Career Watch

Questioning the Questioners

At least 15% of the respondents to a survey conducted last year identified the following questions as among the most annoying they are asked during job interviews:

  • "What are your worst traits?"
  • "What would you say is your worst quality?"
  • "What's the biggest mistake you've ever made?"
  • "What are your flaws and failings?"
  • "What irritates you about co-workers?"

Respondents also identified questions they wished they would be asked during interviews, including:

  • "How can your specific experience benefit us?"
  • "Describe the skills and talents you have that will help us."
  • "What can you bring to this organization to improve it?"
  • "In a nutshell, if we hire you, what will you bring of value to this organization?"
  • Source: 2008 Hyrian survey of job candidates; Of the 231 respondents, 12% listed IT as their job category of highest interest

    Business Meets Academia

    How U.S. colleges and universities are working with the private sector to develop next-generation IT leaders.

    Daniel Webster College School of Business, Management and Professional Studies (SBMPS), Nashua, N.H.

    Number of degrees awarded in spring 2008: Undergraduate: 177; graduate (MBA): 42

    Does Daniel Webster have an IT advisory council?

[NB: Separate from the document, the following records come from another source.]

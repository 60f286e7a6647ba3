use crate::core::config::GatewayConfig;
use crate::core::currency::CurrencyCode;
use crate::core::quote::{Quote, QuoteError, QuoteGateway};
use crate::providers::util::with_retry;
use anyhow::Context;
use async_trait::async_trait;
use reqwest::{StatusCode, Url};
use serde::Deserialize;
use std::time::Duration;
use tracing::{debug, instrument};

/// Quote gateway backed by the `/api/fx-rates` HTTP endpoint.
pub struct FxRatesGateway {
    base_url: String,
    client: reqwest::Client,
    retries: usize,
    retry_delay_ms: u64,
}

impl FxRatesGateway {
    pub fn new(config: &GatewayConfig) -> anyhow::Result<Self> {
        let client = reqwest::Client::builder()
            .user_agent("xfx/1.0")
            .timeout(Duration::from_secs(config.timeout_secs))
            .build()
            .context("Failed to build HTTP client")?;
        Ok(FxRatesGateway {
            base_url: config.base_url.trim_end_matches('/').to_string(),
            client,
            retries: config.retries,
            retry_delay_ms: config.retry_delay_ms,
        })
    }

    async fn fetch_quote(
        &self,
        from: CurrencyCode,
        to: CurrencyCode,
        amount: f64,
    ) -> Result<Quote, QuoteError> {
        let amount_param = amount.to_string();
        let url = Url::parse_with_params(
            &format!("{}/api/fx-rates", self.base_url),
            &[
                ("from", from.as_str()),
                ("to", to.as_str()),
                ("amount", amount_param.as_str()),
            ],
        )
        .map_err(|e| QuoteError::Generic(format!("Invalid gateway URL: {e}")))?;
        debug!("Requesting quote from {}", url);

        let response = self
            .client
            .get(url)
            .send()
            .await
            .map_err(transport_error)?;

        let status = response.status();
        if status == StatusCode::BAD_REQUEST || status == StatusCode::UNPROCESSABLE_ENTITY {
            return Err(QuoteError::ServerValidationRejected {
                status: status.as_u16(),
            });
        }
        if status.is_server_error() {
            return Err(QuoteError::ServerFault {
                status: status.as_u16(),
            });
        }
        if !status.is_success() {
            return Err(QuoteError::Generic(format!(
                "HTTP error: {status} for {from}->{to}"
            )));
        }

        let text = response.text().await.map_err(|e| {
            QuoteError::Generic(format!("Failed to read response for {from}->{to}: {e}"))
        })?;
        let data: FxRateResponse = serde_json::from_str(&text).map_err(|e| {
            QuoteError::Generic(format!(
                "Failed to parse JSON response for {from}->{to}: {e}"
            ))
        })?;
        debug!(response = ?data, "Received fx-rates response");

        Quote::from_rate(from, to, amount, data.rate, data.from_amount, data.to_amount)
    }
}

fn transport_error(e: reqwest::Error) -> QuoteError {
    if e.is_connect() || e.is_timeout() || e.is_request() {
        QuoteError::NetworkUnreachable(e.to_string())
    } else {
        QuoteError::Generic(format!("Request error: {e}"))
    }
}

#[derive(Debug, Deserialize)]
#[serde(rename_all = "camelCase")]
struct FxRateResponse {
    rate: f64,
    from_amount: Option<f64>,
    to_amount: Option<f64>,
}

#[async_trait]
impl QuoteGateway for FxRatesGateway {
    #[instrument(
        name = "FxRatesQuote",
        skip_all,
        fields(from = %from, to = %to, amount = amount)
    )]
    async fn get_quote(
        &self,
        from: CurrencyCode,
        to: CurrencyCode,
        amount: f64,
    ) -> Result<Quote, QuoteError> {
        with_retry(
            || self.fetch_quote(from, to, amount),
            self.retries,
            self.retry_delay_ms,
        )
        .await
    }
}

The SBMPS has an advisory council that addresses all of its programs, including the MIS undergraduate degree program and the MBA in technology and innovation leadership. The advisory council, which is made up of industry leaders and entrepreneurs, provides insight and commentary on existing programs as well as the future direction of the school. Council members include industry and business leaders such as Richard "Dick" Morley of R. Morley Inc. and Robert Good of Good Leads.

    Says Neil Parmenter, SBMPS dean, "The School of Business, Management and Professional Studies looks to these innovative, well-informed leaders for new program directions, modifications to our existing offerings to address current business needs, and to help us to provide the most valuable and relevant education possible to our students."

    What IT executive feedback has helped develop the curriculum? The MBA in technology and innovation leadership promises to be one of the school's flagship MBA offerings, Parmenter says, since it addresses unfulfilled needs in today's business environments. The program came about with input from members of the school's advisory council.

    The curriculum will include a core of proven management courses, plus five new offerings: economics of technological change, e-business and entrepreneurship, technological innovation management and strategies, new product design and development, and advanced human resource management.

    The advisory council and an SBMPS task force have made a number of recommendations for both the undergraduate MIS degree program and the new MBA program. Offerings that have resulted or are currently being implemented include project management, social networking and strategic management of technological innovations.

    "In addition," says Parmenter, "as we develop new programs such as an MBA in health information management, we expect the board will continue to play a very important role."

    Is there a review process by which the advisory council monitors the curriculum to ensure that it's current and relevant? The SBMPS is developing a review process for all programs and courses within the programs. "Given that our advisory board is significantly made up of industry/business leaders, as well as entrepreneurs and venture capitalists," says Parmenter, "their recommendations are welcome and valuable."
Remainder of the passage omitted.